Interesting article from today’s Financial Times:
by: Cat Rutter Pooley, Mamta Badkar and Mure Dickie
The UK’s takeover watchdog has launched unprecedented court action against Rangers chairman Dave King to force him to make an £11m bid for the football club, opening a new chapter in the often bizarre legal woes that have beset the Glasgow club in recent years.
The Takeover Panel, which regulates deals in the UK, said that it had started proceedings in Edinburgh after Mr King, who holds a stake, ignored an order to make an offer for the rest of the shares of the football club, despite the company no longer being publicly listed.
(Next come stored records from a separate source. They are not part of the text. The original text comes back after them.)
//! Telegram Bot API wire types
//!
//! Only the fields the bot reads or writes are modelled; unknown fields are ignored.

use serde::{Deserialize, Serialize};

use crate::domain::types::{ChatId, Event, Menu};

/// Envelope of every Bot API response
#[derive(Debug, Deserialize)]
pub struct ApiResponse<T> {
    pub ok: bool,
    pub result: Option<T>,
    #[serde(default)]
    pub description: Option<String>,
    #[serde(default)]
    pub error_code: Option<i64>,
}

#[derive(Debug, Clone, Deserialize)]
pub struct User {
    pub id: i64,
    #[serde(default)]
    pub is_bot: bool,
    #[serde(default)]
    pub username: Option<String>,
}

#[derive(Debug, Clone, Deserialize)]
pub struct Chat {
    pub id: i64,
}

#[derive(Debug, Clone, Deserialize)]
pub struct Message {
    pub chat: Chat,
    #[serde(default)]
    pub from: Option<User>,
    #[serde(default)]
    pub text: Option<String>,
}

#[derive(Debug, Clone, Deserialize)]
pub struct CallbackQuery {
    pub id: String,
    pub from: User,
    #[serde(default)]
    pub message: Option<Message>,
    #[serde(default)]
    pub data: Option<String>,
}

#[derive(Debug, Clone, Deserialize)]
pub struct Update {
    pub update_id: i64,
    #[serde(default)]
    pub message: Option<Message>,
    #[serde(default)]
    pub callback_query: Option<CallbackQuery>,
}

impl Update {
    /// Classify the update. Updates the bot does not act on yield `None`.
    pub fn into_event(self) -> Option<Event> {
        if let Some(query) = self.callback_query {
            let chat_id = query
                .message
                .as_ref()
                .map(|m| m.chat.id)
                .unwrap_or(query.from.id);
            return Some(Event::Selection {
                chat_id: ChatId(chat_id),
                selection_id: query.id,
                data: query.data.unwrap_or_default(),
            });
        }

        let message = self.message?;
        if message.from.as_ref().is_some_and(|u| u.is_bot) {
            return None;
        }
        let text = message.text?;
        Some(Event::from_text(ChatId(message.chat.id), &text))
    }
}

#[derive(Debug, Serialize)]
pub struct GetUpdates {
    pub offset: i64,
    pub timeout: u64,
    pub allowed_updates: Vec<&'static str>,
}

#[derive(Debug, Clone, Serialize, PartialEq)]
pub struct InlineKeyboardButton {
    pub text: String,
    pub callback_data: String,
}

#[derive(Debug, Clone, Serialize, PartialEq)]
pub struct InlineKeyboardMarkup {
    pub inline_keyboard: Vec<Vec<InlineKeyboardButton>>,
}

impl From<&Menu> for InlineKeyboardMarkup {
    fn from(menu: &Menu) -> Self {
        Self {
            inline_keyboard: menu
                .options
                .iter()
                .map(|option| {
                    vec![InlineKeyboardButton {
                        text: option.label.clone(),
                        callback_data: option.data.clone(),
                    }]
                })
                .collect(),
        }
    }
}

#[derive(Debug, Serialize)]
pub struct SendMessage<'a> {
    pub chat_id: i64,
    pub text: &'a str,
    #[serde(skip_serializing_if = "Option::is_none")]
    pub parse_mode: Option<&'static str>,
    #[serde(skip_serializing_if = "Option::is_none")]
    pub reply_markup: Option<InlineKeyboardMarkup>,
}

#[derive(Debug, Serialize)]
pub struct SendChatAction {
    pub chat_id: i64,
    pub action: &'static str,
}

#[derive(Debug, Serialize)]
pub struct AnswerCallbackQuery<'a> {
    pub callback_query_id: &'a str,
}

#[cfg(test)]
mod tests {
    use super::*;
    use crate::domain::types::MenuOption;

    fn update(json: &str) -> Update {
        serde_json::from_str(json).unwrap()
    }

    #[test]
    fn test_text_message_becomes_question() {
        let event = update(
            r#"{"update_id":1,"message":{"message_id":5,"chat":{"id":77,"type":"private"},
                "from":{"id":9,"is_bot":false,"first_name":"A"},"text":"Какой график работы?"}}"#,
        )
        .into_event();
        assert_eq!(
            event,
            Some(Event::Text {
                chat_id: ChatId(77),
                text: "Какой график работы?".to_string()
            })
        );
    }

    #[test]
    fn test_command_message() {
        let event = update(
            r#"{"update_id":2,"message":{"message_id":6,"chat":{"id":77},"text":"/start"}}"#,
        )
        .into_event();
        assert!(matches!(event, Some(Event::Command { ref name, .. }) if name == "start"));
    }

    #[test]
    fn test_callback_query_becomes_selection() {
        let event = update(
            r#"{"update_id":3,"callback_query":{"id":"cb-1","from":{"id":9,"is_bot":false},
                "message":{"message_id":7,"chat":{"id":-100}},"data":"contacts"}}"#,
        )
        .into_event();
        assert_eq!(
            event,
            Some(Event::Selection {
                chat_id: ChatId(-100),
                selection_id: "cb-1".to_string(),
                data: "contacts".to_string()
            })
        );
    }

    #[test]
    fn test_ignored_updates() {
        // no text (sticker, photo, ...)
        assert_eq!(
            update(r#"{"update_id":4,"message":{"message_id":8,"chat":{"id":1}}}"#).into_event(),
            None
        );
        // other bots
        assert_eq!(
            update(
                r#"{"update_id":5,"message":{"message_id":9,"chat":{"id":1},
                    "from":{"id":2,"is_bot":true},"text":"hi"}}"#
            )
            .into_event(),
            None
        );
        assert_eq!(update(r#"{"update_id":6}"#).into_event(), None);
    }

    #[test]
    fn test_menu_renders_one_button_per_row() {
        let menu = Menu::new(vec![
            MenuOption::new("Функции", "functions"),
            MenuOption::new("Контакты", "contacts"),
        ]);
        let json = serde_json::to_value(InlineKeyboardMarkup::from(&menu)).unwrap();
        assert_eq!(
            json,
            serde_json::json!({"inline_keyboard": [
                [{"text": "Функции", "callback_data": "functions"}],
                [{"text": "Контакты", "callback_data": "contacts"}]
            ]})
        );
    }

    #[test]
    fn test_send_message_omits_empty_fields() {
        let body = SendMessage {
            chat_id: 1,
            text: "hi",
            parse_mode: None,
            reply_markup: None,
        };
        assert_eq!(
            serde_json::to_value(&body).unwrap(),
            serde_json::json!({"chat_id": 1, "text": "hi"})
        );
    }
}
It is the first time since the panel was granted enforcement powers more than a decade ago that it has taken such action.
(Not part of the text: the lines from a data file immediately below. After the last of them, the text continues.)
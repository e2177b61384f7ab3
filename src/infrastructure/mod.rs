//! # Infrastructure Layer
//!
//! Handles interactions with external systems and services.
//! Implements the traits defined in the Domain layer (ChatProvider, QnaProvider, TextExtractor).

pub mod pdf;
pub mod qna;
pub mod telegram;
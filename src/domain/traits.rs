//! # Domain Traits
//!
//! Abstract interfaces for the external collaborators (chat transport, QnA model, PDF parser).
//! Allows for pluggable implementations in the Infrastructure layer and test doubles.

use async_trait::async_trait;
use std::path::Path;

use crate::domain::types::{ChatId, Inference, OutgoingMessage, Photo};

/// Abstract interface for a Chat Provider (e.g., Telegram)
#[async_trait]
pub trait ChatProvider: Send + Sync {
    /// Send a text message to a conversation
    async fn send_message(&self, chat_id: ChatId, message: &OutgoingMessage)
    -> Result<(), String>;

    /// Send a photo, using the message text as its caption
    async fn send_photo(
        &self,
        chat_id: ChatId,
        photo: Photo,
        caption: &OutgoingMessage,
    ) -> Result<(), String>;

    /// Acknowledge a menu selection so the client stops its progress indicator
    async fn acknowledge(&self, selection_id: &str) -> Result<(), String>;

    /// Send a "typing" indicator
    async fn typing(&self, chat_id: ChatId) -> Result<(), String>;
}

/// Abstract interface for an extractive question-answering model
#[async_trait]
pub trait QnaProvider: Send + Sync {
    /// Find the span of `context` that best answers `question`
    async fn infer(&self, question: &str, context: &str) -> Result<Inference, String>;
}

/// Abstract interface for a document text extractor
pub trait TextExtractor: Send + Sync {
    /// Extract the text of every page, in page order
    fn extract_pages(&self, path: &Path) -> Result<Vec<String>, String>;
}
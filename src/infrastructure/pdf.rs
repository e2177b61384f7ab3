//! # PDF Extractor
//!
//! Implements the `TextExtractor` trait with the `pdf_extract` crate.

use crate::domain::traits::TextExtractor;
use std::path::Path;

#[derive(Debug, Default, Clone, Copy)]
pub struct PdfExtractor;

impl TextExtractor for PdfExtractor {
    fn extract_pages(&self, path: &Path) -> Result<Vec<String>, String> {
        pdf_extract::extract_text_by_pages(path).map_err(|e| e.to_string())
    }
}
The panel had previously ruled that Mr King had acted in concert with wealthy fans George Letham, George Taylor and Douglas Park — dubbed the “Three Bears” in a reference to the club nickname the “Teddy Bears” — to acquire more than 30 per cent of voting rights in Rangers in late 2014.
Under UK rules, any group of shareholders that builds up a 30 per cent stake in a public company has to make a cash offer to buy the rest of the shares at the highest price they have paid over the past 12 months — in Mr King’s case, 20p a share.
The Rangers chairman did not immediately respond to a request for comment, but he said last month that he could not agree with the panel ruling “nor follow its logic”. At that time, he added that he did not believe there was a substantial group of shareholders that would accept an offer at the price set by the panel.
Rangers, one of the world’s best known football clubs and a major social institution in Glasgow, has been at the centre of a maelstrom of legal dispute and corporate machinations since before it fell into administration in 2012.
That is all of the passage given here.